_The problem_. Show each line of the entries below in which the word "running" appears.

============================================================

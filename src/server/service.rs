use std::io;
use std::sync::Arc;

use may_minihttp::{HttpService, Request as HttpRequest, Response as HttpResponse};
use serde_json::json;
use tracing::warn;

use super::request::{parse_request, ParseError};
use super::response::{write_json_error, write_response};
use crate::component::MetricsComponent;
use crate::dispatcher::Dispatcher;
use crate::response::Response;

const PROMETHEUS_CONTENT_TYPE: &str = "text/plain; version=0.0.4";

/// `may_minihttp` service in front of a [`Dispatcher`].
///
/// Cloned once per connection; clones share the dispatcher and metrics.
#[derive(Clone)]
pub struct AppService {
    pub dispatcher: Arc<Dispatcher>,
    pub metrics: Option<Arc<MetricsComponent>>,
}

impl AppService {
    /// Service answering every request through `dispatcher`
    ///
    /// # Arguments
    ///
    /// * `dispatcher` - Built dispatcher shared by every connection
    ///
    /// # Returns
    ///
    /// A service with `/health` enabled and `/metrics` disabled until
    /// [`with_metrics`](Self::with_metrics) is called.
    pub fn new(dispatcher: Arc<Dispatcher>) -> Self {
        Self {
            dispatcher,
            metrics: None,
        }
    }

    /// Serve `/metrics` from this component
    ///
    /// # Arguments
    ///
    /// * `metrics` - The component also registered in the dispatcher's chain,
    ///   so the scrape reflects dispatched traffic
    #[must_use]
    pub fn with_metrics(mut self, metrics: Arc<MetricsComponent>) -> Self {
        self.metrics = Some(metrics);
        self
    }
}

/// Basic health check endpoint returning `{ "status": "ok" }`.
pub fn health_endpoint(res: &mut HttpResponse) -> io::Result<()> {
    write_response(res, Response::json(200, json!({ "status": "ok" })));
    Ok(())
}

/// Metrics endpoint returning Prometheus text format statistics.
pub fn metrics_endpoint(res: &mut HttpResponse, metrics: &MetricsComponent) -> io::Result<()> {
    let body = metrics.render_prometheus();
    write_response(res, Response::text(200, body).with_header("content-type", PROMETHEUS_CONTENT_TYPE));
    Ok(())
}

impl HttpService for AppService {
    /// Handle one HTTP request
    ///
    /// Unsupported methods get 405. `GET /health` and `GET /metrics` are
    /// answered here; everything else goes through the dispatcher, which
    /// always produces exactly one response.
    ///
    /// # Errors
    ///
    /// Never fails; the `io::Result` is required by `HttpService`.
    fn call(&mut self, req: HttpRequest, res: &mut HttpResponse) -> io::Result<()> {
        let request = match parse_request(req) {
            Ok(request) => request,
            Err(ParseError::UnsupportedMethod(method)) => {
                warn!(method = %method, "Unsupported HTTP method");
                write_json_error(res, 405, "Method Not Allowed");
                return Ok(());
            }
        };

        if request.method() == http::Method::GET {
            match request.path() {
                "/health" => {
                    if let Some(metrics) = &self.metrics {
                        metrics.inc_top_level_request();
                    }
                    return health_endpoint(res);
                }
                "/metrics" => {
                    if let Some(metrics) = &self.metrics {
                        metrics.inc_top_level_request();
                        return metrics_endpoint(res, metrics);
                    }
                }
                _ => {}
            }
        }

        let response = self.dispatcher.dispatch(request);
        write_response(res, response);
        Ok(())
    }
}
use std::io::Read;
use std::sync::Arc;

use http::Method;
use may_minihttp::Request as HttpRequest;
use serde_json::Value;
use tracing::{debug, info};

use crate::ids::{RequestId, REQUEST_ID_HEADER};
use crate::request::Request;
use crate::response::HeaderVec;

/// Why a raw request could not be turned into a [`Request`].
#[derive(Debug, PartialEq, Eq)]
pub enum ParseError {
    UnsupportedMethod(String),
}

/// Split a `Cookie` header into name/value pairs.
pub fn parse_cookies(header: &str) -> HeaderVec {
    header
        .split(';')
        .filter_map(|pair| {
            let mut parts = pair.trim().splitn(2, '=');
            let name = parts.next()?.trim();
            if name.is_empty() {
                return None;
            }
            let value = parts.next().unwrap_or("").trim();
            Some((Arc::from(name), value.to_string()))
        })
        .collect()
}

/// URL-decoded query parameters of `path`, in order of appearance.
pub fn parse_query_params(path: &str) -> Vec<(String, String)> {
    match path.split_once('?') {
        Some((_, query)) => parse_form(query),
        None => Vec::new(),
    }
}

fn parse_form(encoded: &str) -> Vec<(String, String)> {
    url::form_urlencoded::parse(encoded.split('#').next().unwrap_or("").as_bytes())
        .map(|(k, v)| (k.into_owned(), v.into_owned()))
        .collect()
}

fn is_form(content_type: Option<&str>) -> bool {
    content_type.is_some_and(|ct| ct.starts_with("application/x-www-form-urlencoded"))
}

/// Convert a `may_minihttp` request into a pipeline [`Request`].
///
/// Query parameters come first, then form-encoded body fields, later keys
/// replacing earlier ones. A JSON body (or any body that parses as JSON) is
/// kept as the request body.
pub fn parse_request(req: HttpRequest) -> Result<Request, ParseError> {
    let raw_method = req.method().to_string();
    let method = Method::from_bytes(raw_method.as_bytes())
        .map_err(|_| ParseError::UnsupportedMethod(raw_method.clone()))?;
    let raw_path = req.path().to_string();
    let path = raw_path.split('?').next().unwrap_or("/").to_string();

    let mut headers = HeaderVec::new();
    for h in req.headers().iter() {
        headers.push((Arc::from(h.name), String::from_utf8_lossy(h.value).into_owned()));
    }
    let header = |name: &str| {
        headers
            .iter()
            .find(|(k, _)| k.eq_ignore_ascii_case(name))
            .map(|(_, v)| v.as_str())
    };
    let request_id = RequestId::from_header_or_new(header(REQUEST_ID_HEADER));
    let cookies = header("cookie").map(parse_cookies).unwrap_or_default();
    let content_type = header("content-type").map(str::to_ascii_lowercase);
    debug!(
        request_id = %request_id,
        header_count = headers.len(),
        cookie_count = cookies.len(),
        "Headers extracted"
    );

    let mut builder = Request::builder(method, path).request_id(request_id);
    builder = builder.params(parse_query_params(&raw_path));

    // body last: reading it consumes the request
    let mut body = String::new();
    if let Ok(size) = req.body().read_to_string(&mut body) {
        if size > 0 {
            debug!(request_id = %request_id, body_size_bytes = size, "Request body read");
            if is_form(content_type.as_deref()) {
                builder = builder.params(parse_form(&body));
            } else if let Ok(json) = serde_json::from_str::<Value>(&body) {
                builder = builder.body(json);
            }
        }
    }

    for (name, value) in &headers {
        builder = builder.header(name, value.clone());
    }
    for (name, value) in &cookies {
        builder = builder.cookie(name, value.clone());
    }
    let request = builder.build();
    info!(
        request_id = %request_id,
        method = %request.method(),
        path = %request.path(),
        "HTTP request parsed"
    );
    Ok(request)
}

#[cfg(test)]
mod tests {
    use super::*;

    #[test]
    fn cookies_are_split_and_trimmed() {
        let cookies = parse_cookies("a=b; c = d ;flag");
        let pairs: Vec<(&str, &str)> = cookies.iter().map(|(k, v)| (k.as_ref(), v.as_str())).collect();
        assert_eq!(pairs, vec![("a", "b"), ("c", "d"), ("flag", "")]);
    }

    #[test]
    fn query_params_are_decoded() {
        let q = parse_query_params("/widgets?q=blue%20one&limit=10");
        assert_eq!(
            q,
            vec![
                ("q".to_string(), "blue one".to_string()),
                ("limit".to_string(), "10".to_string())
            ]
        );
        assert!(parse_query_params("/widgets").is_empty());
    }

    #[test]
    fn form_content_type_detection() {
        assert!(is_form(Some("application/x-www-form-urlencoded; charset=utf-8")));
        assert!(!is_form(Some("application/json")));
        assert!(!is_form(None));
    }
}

============================================================

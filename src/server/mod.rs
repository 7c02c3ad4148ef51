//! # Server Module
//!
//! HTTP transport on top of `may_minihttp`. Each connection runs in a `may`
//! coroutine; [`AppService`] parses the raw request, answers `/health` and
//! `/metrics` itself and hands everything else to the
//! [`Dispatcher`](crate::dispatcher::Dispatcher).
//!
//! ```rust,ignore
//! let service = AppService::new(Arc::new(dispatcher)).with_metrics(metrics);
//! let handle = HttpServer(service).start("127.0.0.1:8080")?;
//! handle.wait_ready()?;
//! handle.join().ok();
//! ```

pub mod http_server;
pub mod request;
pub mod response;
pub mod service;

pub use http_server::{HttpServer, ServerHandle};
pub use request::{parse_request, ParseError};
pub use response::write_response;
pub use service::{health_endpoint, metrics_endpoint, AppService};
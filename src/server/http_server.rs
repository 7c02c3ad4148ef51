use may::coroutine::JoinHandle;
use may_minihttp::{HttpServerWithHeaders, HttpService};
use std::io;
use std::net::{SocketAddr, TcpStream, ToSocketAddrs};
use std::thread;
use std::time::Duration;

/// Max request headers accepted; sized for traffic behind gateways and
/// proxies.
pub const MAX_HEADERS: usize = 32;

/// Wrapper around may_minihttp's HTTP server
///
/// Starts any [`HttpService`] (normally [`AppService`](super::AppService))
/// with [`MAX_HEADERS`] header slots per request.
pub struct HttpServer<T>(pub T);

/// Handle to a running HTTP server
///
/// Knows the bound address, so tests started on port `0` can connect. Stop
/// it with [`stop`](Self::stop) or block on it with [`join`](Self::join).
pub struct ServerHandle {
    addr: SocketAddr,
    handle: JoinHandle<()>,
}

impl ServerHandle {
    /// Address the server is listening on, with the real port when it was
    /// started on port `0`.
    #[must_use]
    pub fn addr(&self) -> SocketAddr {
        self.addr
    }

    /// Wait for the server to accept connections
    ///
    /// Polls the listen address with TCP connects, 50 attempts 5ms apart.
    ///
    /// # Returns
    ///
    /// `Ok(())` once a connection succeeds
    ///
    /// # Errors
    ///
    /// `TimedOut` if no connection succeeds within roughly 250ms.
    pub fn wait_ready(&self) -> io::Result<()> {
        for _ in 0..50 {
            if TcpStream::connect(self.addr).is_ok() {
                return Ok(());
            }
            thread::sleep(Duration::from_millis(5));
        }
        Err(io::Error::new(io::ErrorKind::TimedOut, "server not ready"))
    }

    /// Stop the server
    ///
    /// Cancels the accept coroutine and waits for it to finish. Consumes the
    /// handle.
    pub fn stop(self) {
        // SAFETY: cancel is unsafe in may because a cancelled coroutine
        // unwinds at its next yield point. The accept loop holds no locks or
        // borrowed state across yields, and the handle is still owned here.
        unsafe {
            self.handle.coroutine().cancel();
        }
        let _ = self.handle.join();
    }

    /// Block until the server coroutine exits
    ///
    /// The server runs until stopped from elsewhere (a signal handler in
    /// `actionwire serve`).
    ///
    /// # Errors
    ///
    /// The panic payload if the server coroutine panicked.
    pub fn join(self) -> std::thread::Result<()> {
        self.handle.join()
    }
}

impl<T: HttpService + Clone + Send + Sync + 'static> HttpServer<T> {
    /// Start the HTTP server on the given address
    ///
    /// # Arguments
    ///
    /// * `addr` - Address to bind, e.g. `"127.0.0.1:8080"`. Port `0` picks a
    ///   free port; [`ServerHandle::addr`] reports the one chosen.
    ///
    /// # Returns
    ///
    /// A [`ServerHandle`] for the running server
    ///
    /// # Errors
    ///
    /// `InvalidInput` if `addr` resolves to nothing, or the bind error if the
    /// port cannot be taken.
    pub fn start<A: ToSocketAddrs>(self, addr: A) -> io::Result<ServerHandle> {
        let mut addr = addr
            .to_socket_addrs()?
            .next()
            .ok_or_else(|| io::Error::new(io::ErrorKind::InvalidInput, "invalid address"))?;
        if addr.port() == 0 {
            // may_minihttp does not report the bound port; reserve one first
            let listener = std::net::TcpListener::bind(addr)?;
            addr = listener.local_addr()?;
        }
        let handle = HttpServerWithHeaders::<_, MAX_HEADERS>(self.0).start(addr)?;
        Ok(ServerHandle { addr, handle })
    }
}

============================================================

_Response to this exercise_.
/// Handle to a running HTTP server
    /// A [`ServerHandle`] for the running server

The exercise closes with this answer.